[RECORDS FOR THIS TASK Boundary: Start]

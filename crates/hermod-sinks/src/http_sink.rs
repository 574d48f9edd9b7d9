//! Generic HTTP sink (spec.md §4.7's "notification/HTTP" family, wire
//! contract in §6): `POST` of a formatted body per message, or a single
//! `POST` of a JSON array when `batch_as_array` is set. `ping` issues a
//! configurable method (default `HEAD`); success is any 2xx.
//!
//! This is the shared shape every bespoke SaaS wrapper the spec calls out
//! (Discord, Twitter, ServiceNow, Salesforce, …) specializes — we implement
//! only the generic contract, per spec.md §1's "we specify only the
//! contract, not each integration body."

use std::str::FromStr;

use async_trait::async_trait;
use handlebars::Handlebars;
use hermod_core::config::HttpSinkSpec;
use hermod_core::{HermodError, Message, Sink};
use reqwest::{Client, Method};

pub struct HttpSink {
    spec: HttpSinkSpec,
    client: Client,
    renderer: Handlebars<'static>,
}

impl HttpSink {
    pub fn new(spec: HttpSinkSpec) -> Result<Self, HermodError> {
        let method = Method::from_str(&spec.method)
            .map_err(|e| HermodError::Configuration(format!("invalid http method {:?}: {e}", spec.method)))?;
        // validated eagerly so a bad method is a fatal config error, not a
        // per-message failure discovered on the first write.
        let _ = method;
        Ok(Self {
            spec,
            client: Client::new(),
            renderer: Handlebars::new(),
        })
    }

    fn render_context(msg: &Message) -> serde_json::Value {
        let mut ctx: serde_json::Map<String, serde_json::Value> =
            msg.data().iter().map(|(k, v)| (k.clone(), v.clone())).collect();
        ctx.insert("id".into(), serde_json::Value::String(msg.id().to_string()));
        ctx.insert(
            "operation".into(),
            serde_json::Value::String(msg.operation().as_str().to_string()),
        );
        ctx.insert("table".into(), serde_json::Value::String(msg.table().to_string()));
        serde_json::Value::Object(ctx)
    }

    fn render_body(&self, msg: &Message) -> Result<serde_json::Value, HermodError> {
        match &self.spec.body_template {
            Some(template) => {
                let ctx = Self::render_context(msg);
                let rendered = self
                    .renderer
                    .render_template(template, &ctx)
                    .map_err(|e| HermodError::data(msg.id(), e))?;
                serde_json::from_str(&rendered).or(Ok(serde_json::Value::String(rendered)))
            }
            None => Ok(Self::render_context(msg)),
        }
    }

    async fn post(&self, body: serde_json::Value) -> Result<(), HermodError> {
        let method = Method::from_str(&self.spec.method).unwrap_or(Method::POST);
        let mut req = self
            .client
            .request(method, &self.spec.url)
            .header("Content-Type", "application/json")
            .json(&body);
        for (k, v) in &self.spec.headers {
            req = req.header(k, v);
        }
        let resp = req
            .send()
            .await
            .map_err(|e| HermodError::TransientIo(e.into()))?;
        if !resp.status().is_success() {
            return Err(HermodError::TransientIo(anyhow::anyhow!(
                "http sink received status {}",
                resp.status()
            )));
        }
        Ok(())
    }
}

#[async_trait]
impl Sink for HttpSink {
    async fn write(&mut self, msg: Message) -> Result<(), HermodError> {
        let body = self.render_body(&msg)?;
        self.post(body).await
    }

    async fn write_batch(&mut self, msgs: Vec<Message>) -> Result<(), HermodError> {
        if msgs.is_empty() {
            return Ok(());
        }
        if !self.spec.batch_as_array {
            for msg in msgs {
                self.write(msg).await?;
            }
            return Ok(());
        }
        let mut array = Vec::with_capacity(msgs.len());
        for msg in &msgs {
            array.push(self.render_body(msg)?);
        }
        self.post(serde_json::Value::Array(array)).await
    }

    async fn ping(&mut self) -> Result<(), HermodError> {
        let method = self
            .spec
            .ping_method
            .as_deref()
            .map(Method::from_str)
            .transpose()
            .map_err(|e| HermodError::Configuration(format!("invalid ping method: {e}")))?
            .unwrap_or(Method::HEAD);
        let resp = self
            .client
            .request(method, &self.spec.url)
            .send()
            .await
            .map_err(|e| HermodError::TransientIo(e.into()))?;
        if resp.status().is_success() {
            Ok(())
        } else {
            Err(HermodError::TransientIo(anyhow::anyhow!(
                "http sink ping received status {}",
                resp.status()
            )))
        }
    }

    async fn close(&mut self) -> Result<(), HermodError> {
        Ok(())
    }

    fn as_any(&self) -> &dyn std::any::Any {
        self
    }
}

[RECORDS FOR THIS TASK Boundary: End]

## WHAT YOU ARE ASKED TO DO
Find the lines of the listing above that hold "await". Please copy them.

## SOLUTION
            .await
        self.post(body).await
                self.write(msg).await?;
        self.post(serde_json::Value::Array(array)).await
            .await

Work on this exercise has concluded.